The defendant took the stand this afternoon and stated that he arrived at the Party Ranch at about 5 and was there at the bar at 7:30 p.m. when the crash occurred. Within that timeframe, Schmidt said he drank no more than three beers. A video was shown in court of Schmidt drinking a beer at the bar with Malcolm McBurnett. “He asked if I would assist him to get his vehicle started…He said the battery, there was something wrong with it,” Schmidt testified. Schmidt told a TABC agent that he smelled alcohol on McBurnett and believed that he was intoxicated. McBurnett failed a field sobriety test some time after the crash incident. “I would like to say there are levels of how people are intoxicated,” Schmidt said. “I know that’s not an excuse. The reason I helped him is because that’s how I was raised. When somebody asks for help, you help them.”

After failing to start the truck with jumper cables, Schmidt assisted McBurnett in moving his truck by pushing it with his own. The trucks were nose-to-nose. “He was going to go backwards from where he was along the front of the bar, not the way he did,” Schmidt said. At some point the two men ceased pushing the truck to avoid oncoming traffic.

In his closing arguments, Assistant District Attorney Richard Villarreal said this is the point that he knew risk was present and asked the jury to find Schmidt guilty of manslaughter. Villarreal played back video surveillance footage and paused when both trucks were visible on the screen just as McBurnett’s Chevy truck entered the roadway. Villarreal cited Schmidt’s knowledge of the traffic, the speed limit at 55 M.P.H., the fact that the road was not well lit, that the truck was disabled, and his knowledge that people live in the area when he addressed the jury. “He knows all [of] that at that point in time, when that vehicle is sitting on the edge of a roadway. You tell me whether or not a person that knows all that [knows] if there is a risk there,” Villarreal said.

Shortly after having stopped to allow traffic go by, Schmidt continued to push McBurnett’s truck into the roadway. He stated in court that it was not his intention to enter the street, and once he realized that the truck was there, he parked his own vehicle and told McBurnett that they would push McBurnett’s truck back into the parking lot. Schmidt said that McBurnett was unresponsive, and that two or three other people were warning McBurnett the same.

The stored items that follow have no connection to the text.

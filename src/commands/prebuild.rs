//! Prebuild command handler

use std::time::Duration;

use anyhow::{Context, Result};
use serde_json::json;

use fwkit::application::{PrebuildOptions, PrebuildReport};
use fwkit::presentation::create_prebuild_use_case;

use crate::commands::{build_env, Globals};
use crate::ui::json::emit_event;
use crate::ui::json::events::{CompleteEvent, StartEvent, WarningEvent};
use crate::ui::views::prebuild::render_prebuild;

const COMMAND: &str = "prebuild";

pub fn cmd_prebuild(globals: &Globals, env: Option<String>, timeout: Option<u64>) -> Result<()> {
    let config = globals.load_config(COMMAND)?;
    let ui = &globals.ui;

    let options = PrebuildOptions {
        project_dir: globals.project_dir.clone(),
        data_dir: globals.resolve(&config.embed.data_dir),
        include_dir: globals.resolve(&config.embed.include_dir),
        platformio_ini: config.platformio_ini_in(&globals.project_dir),
        env: build_env(env, std::env::var("PIOENV").ok(), &config),
        timeout: Duration::from_secs(timeout.unwrap_or(config.embed.timeout_secs)),
        launcher: std::env::current_exe().context("locating the fwkit executable")?,
        config: globals.config_path.clone(),
    };

    if ui.json {
        let _ = emit_event(&StartEvent::new(COMMAND));
    }

    let report = create_prebuild_use_case().execute(&options)?;

    if !ui.json {
        print!("{}", render_prebuild(&report, ui.color, ui.unicode));
        return Ok(());
    }

    match &report {
        PrebuildReport::NoDataDir { data_dir } => {
            let _ = emit_event(&WarningEvent::new(
                COMMAND,
                format!(
                    "{} not found. Web assets will not be embedded.",
                    data_dir.display()
                ),
            ));
            let _ = emit_event(&CompleteEvent::success(COMMAND, json!({"embedded": false})));
        }
        PrebuildReport::Embedded { dialect, output } => {
            for line in output.stderr_lines() {
                let _ = emit_event(&WarningEvent::new(COMMAND, format!("embed: {}", line)));
            }
            let _ = emit_event(&CompleteEvent::success(
                COMMAND,
                json!({"embedded": true, "dialect": dialect.to_string()}),
            ));
        }
    }
    Ok(())
}
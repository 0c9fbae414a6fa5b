//! GitHub Actions workflow commands.

#[derive(Debug, Clone, Copy, PartialEq, Eq)]
pub enum AnnotationLevel {
    Warning,
    Error,
}

/// Render a `::level file=..,line=..,title=..::message` workflow command.
pub fn github_actions_annotation(
    level: AnnotationLevel,
    message: &str,
    file: Option<&str>,
    line: Option<usize>,
    title: Option<&str>,
) -> String {
    let level = match level {
        AnnotationLevel::Warning => "warning",
        AnnotationLevel::Error => "error",
    };

    let mut props = Vec::new();
    if let Some(file) = file {
        props.push(format!("file={}", escape_property(file)));
    }
    if let Some(line) = line {
        props.push(format!("line={}", line));
    }
    if let Some(title) = title {
        props.push(format!("title={}", escape_property(title)));
    }

    if props.is_empty() {
        format!("::{}::{}", level, escape_data(message))
    } else {
        format!("::{} {}::{}", level, props.join(","), escape_data(message))
    }
}

fn escape_data(s: &str) -> String {
    s.replace('%', "%25").replace('\r', "%0D").replace('\n', "%0A")
}

// Properties additionally reserve ':' and ','.
fn escape_property(s: &str) -> String {
    escape_data(s).replace(':', "%3A").replace(',', "%2C")
}
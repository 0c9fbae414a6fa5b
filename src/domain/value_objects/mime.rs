//! MIME type lookup for embedded web assets.

use std::fmt;
use std::path::Path;

/// Content type served alongside an embedded asset
#[derive(Debug, Clone, Copy, PartialEq, Eq, Hash)]
pub struct MimeType(&'static str);

impl MimeType {
    pub const OCTET_STREAM: MimeType = MimeType("application/octet-stream");

    const TABLE: &'static [(&'static str, &'static str)] = &[
        ("html", "text/html; charset=utf-8"),
        ("css", "text/css; charset=utf-8"),
        ("js", "application/javascript; charset=utf-8"),
        ("json", "application/json"),
        ("svg", "image/svg+xml"),
        ("png", "image/png"),
        ("jpg", "image/jpeg"),
        ("ico", "image/x-icon"),
    ];

    /// Look up the MIME type from the file extension (case-insensitive).
    pub fn for_filename(filename: &str) -> Self {
        let ext = Path::new(filename)
            .extension()
            .map(|e| e.to_string_lossy().to_ascii_lowercase());

        ext.and_then(|ext| {
            Self::TABLE
                .iter()
                .find(|(known, _)| *known == ext)
                .map(|(_, mime)| MimeType(*mime))
        })
        .unwrap_or(Self::OCTET_STREAM)
    }

    pub fn as_str(&self) -> &'static str {
        self.0
    }
}

impl fmt::Display for MimeType {
    fn fmt(&self, f: &mut fmt::Formatter<'_>) -> fmt::Result {
        f.write_str(self.0)
    }
}

#[cfg(test)]
mod tests {
    use super::*;

    #[test]
    fn html_and_css_carry_charset() {
        assert_eq!(
            MimeType::for_filename("index.html").as_str(),
            "text/html; charset=utf-8"
        );
        assert_eq!(
            MimeType::for_filename("style.css").as_str(),
            "text/css; charset=utf-8"
        );
    }

    #[test]
    fn extension_match_ignores_case() {
        assert_eq!(MimeType::for_filename("LOGO.PNG").as_str(), "image/png");
        assert_eq!(MimeType::for_filename("favicon.Ico").as_str(), "image/x-icon");
    }

    #[test]
    fn unknown_extension_falls_back_to_octet_stream() {
        assert_eq!(MimeType::for_filename("gong.pcm"), MimeType::OCTET_STREAM);
        assert_eq!(MimeType::for_filename("README"), MimeType::OCTET_STREAM);
    }

    #[test]
    fn jpeg_long_extension_is_not_mapped() {
        // Only `.jpg` is in the table.
        assert_eq!(MimeType::for_filename("photo.jpeg"), MimeType::OCTET_STREAM);
    }
}
use crossterm::style::Stylize;
use similar::{ChangeTag, TextDiff};

use crate::ui::theme;

/// Unified diff between the header on disk and the freshly generated one.
///
/// Only hunks with `context` surrounding lines are shown; generated array
/// headers run to thousands of lines.
pub fn render_header_diff(path: &str, old: &str, new: &str, supports_color: bool) -> String {
    let diff = TextDiff::from_lines(old, new);
    let width = old.lines().count().max(new.lines().count()).max(1).to_string().len();

    let mut out = String::new();
    push_line(&mut out, &format!("--- a/{}", path), Style::Header, supports_color);
    push_line(&mut out, &format!("+++ b/{}", path), Style::Header, supports_color);

    for group in diff.grouped_ops(2) {
        for op in group {
            for change in diff.iter_changes(&op) {
                let (line_no, sign, style) = match change.tag() {
                    ChangeTag::Delete => (change.old_index(), "-", Style::Removed),
                    ChangeTag::Insert => (change.new_index(), "+", Style::Added),
                    ChangeTag::Equal => (change.new_index(), " ", Style::Context),
                };
                let line_no = line_no
                    .map(|i| format!("{:>width$}", i + 1, width = width))
                    .unwrap_or_else(|| " ".repeat(width));
                let value = change.value().trim_end_matches('\n');
                push_line(
                    &mut out,
                    &format!("{line_no} {sign} {value}"),
                    style,
                    supports_color,
                );
            }
        }
        push_line(&mut out, "...", Style::Context, supports_color);
    }

    out
}

#[derive(Debug, Clone, Copy)]
enum Style {
    Header,
    Added,
    Removed,
    Context,
}

fn push_line(out: &mut String, s: &str, style: Style, supports_color: bool) {
    if supports_color {
        let color = match style {
            Style::Header => theme::colors::INFO,
            Style::Added => theme::colors::SUCCESS,
            Style::Removed => theme::colors::ERROR,
            Style::Context => theme::colors::DIM,
        };
        out.push_str(&format!("{}", s.with(color)));
    } else {
        out.push_str(s);
    }
    out.push('\n');
}
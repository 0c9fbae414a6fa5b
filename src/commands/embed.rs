//! Embed command handler

use std::path::PathBuf;

use anyhow::Result;
use serde_json::json;

use fwkit::application::{embed_assets, EmbedOptions, EmbedReport};
use fwkit::domain::value_objects::HeaderDialect;

use crate::commands::Globals;
use crate::ui::json::emit_event;
use crate::ui::json::events::{CompleteEvent, ItemEvent, StartEvent, WarningEvent};
use crate::ui::views::embed::{
    render_embed_header, render_embed_items, render_embed_summary, render_stale_headers,
    status_label,
};

const COMMAND: &str = "embed";

/// Returns `false` when `--check` found stale headers.
pub fn cmd_embed(
    globals: &Globals,
    data_dir: Option<PathBuf>,
    output_dir: Option<PathBuf>,
    idf: bool,
    check: bool,
) -> Result<bool> {
    let config = globals.load_config(COMMAND)?;
    let ui = &globals.ui;

    let data_dir = globals.resolve(&data_dir.unwrap_or(config.embed.data_dir));
    let output_dir = globals.resolve(&output_dir.unwrap_or(config.embed.include_dir));
    let dialect = HeaderDialect::from_idf_flag(idf);

    if ui.json {
        let _ = emit_event(&StartEvent::new(COMMAND));
    } else {
        print!(
            "{}",
            render_embed_header(
                &data_dir.display().to_string(),
                &output_dir.display().to_string(),
                &dialect.to_string(),
                check,
                ui.color,
                ui.unicode,
            )
        );
    }

    let options = EmbedOptions::new(&data_dir, &output_dir)
        .with_files(config.embed.files)
        .with_dialect(dialect)
        .with_check(check);
    let report = embed_assets(&options)?;

    if ui.json {
        emit_json(&report, check);
    } else {
        print!("{}", render_embed_items(&report, ui.color, ui.unicode));
        if check {
            print!(
                "{}",
                render_stale_headers(&report, ui.detailed(), ui.color, ui.unicode)
            );
        }
        print!("{}", render_embed_summary(&report, check, ui.color, ui.unicode));
    }

    Ok(!(check && report.is_stale()))
}

fn emit_json(report: &EmbedReport, check: bool) {
    for entry in &report.embedded {
        let _ = emit_event(&ItemEvent::new(
            COMMAND,
            json!({
                "kind": "asset",
                "file": entry.filename,
                "original_size": entry.original_size,
                "compressed_size": entry.compressed_size,
                "mime": entry.mime,
            }),
        ));
    }
    for name in &report.skipped {
        let _ = emit_event(&WarningEvent::new(
            COMMAND,
            format!("{} not found, skipped", name),
        ));
    }
    for header in &report.headers {
        let _ = emit_event(&ItemEvent::new(
            COMMAND,
            json!({
                "kind": "header",
                "path": header.path.display().to_string(),
                "status": status_label(header.status),
            }),
        ));
    }

    let summary = json!({
        "embedded": report.embedded.len(),
        "skipped": report.skipped.len(),
        "written": report.written_count(),
        "unchanged": report.unchanged_count(),
        "stale": report.stale().count(),
    });
    let event = if check && report.is_stale() {
        CompleteEvent::failure(COMMAND, summary)
    } else {
        CompleteEvent::success(COMMAND, summary)
    };
    let _ = emit_event(&event);
}
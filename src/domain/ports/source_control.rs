//! SourceControl port - read-only queries against the project's history

/// Version-control metadata used for version stamping
///
/// Implementations return `None` whenever the information is unavailable
/// (no repository, no tags, tool missing). They never fail.
pub trait SourceControl {
    /// Most recent tag reachable from HEAD
    fn latest_tag(&self) -> Option<String>;

    /// Abbreviated commit hash of HEAD
    fn short_hash(&self) -> Option<String>;
}

/// Fixed answers, for tests and for builds outside a repository.
#[derive(Debug, Clone, Default)]
pub struct StaticSourceControl {
    tag: Option<String>,
    hash: Option<String>,
}

impl StaticSourceControl {
    pub fn new(tag: Option<&str>, hash: Option<&str>) -> Self {
        Self {
            tag: tag.map(str::to_string),
            hash: hash.map(str::to_string),
        }
    }
}

impl SourceControl for StaticSourceControl {
    fn latest_tag(&self) -> Option<String> {
        self.tag.clone()
    }

    fn short_hash(&self) -> Option<String> {
        self.hash.clone()
    }
}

When the collision occurred, Schmidt said, “I was in the process of jumping out of the way. I went back to my vehicle to get it out of the way again… There were vehicles passing here and there… I didn’t want to cause another accident.”

Schmidt then returned to inside the bar and drank another couple of beers. Asked why he did not tell investigators that he had been involved in the crash, he said, “I couldn’t believe what just happened and I didn’t know what to do. I really don’t know… It was just a situation, the frame of mind I was in at the time.”

Manslaughter is a second-degree felony punishable by 2-20 years confinement or imprisonment, and an optional $10,000 fine. Criminally negligent homicide is a state jail felony punishable by 180 days to two years in prison and an optional $10,000 fine.

The state also asked the jury to consider a deadly weapon finding because the vehicle caused the death of Donald Di Pietro.

The sentencing phase begins tomorrow morning.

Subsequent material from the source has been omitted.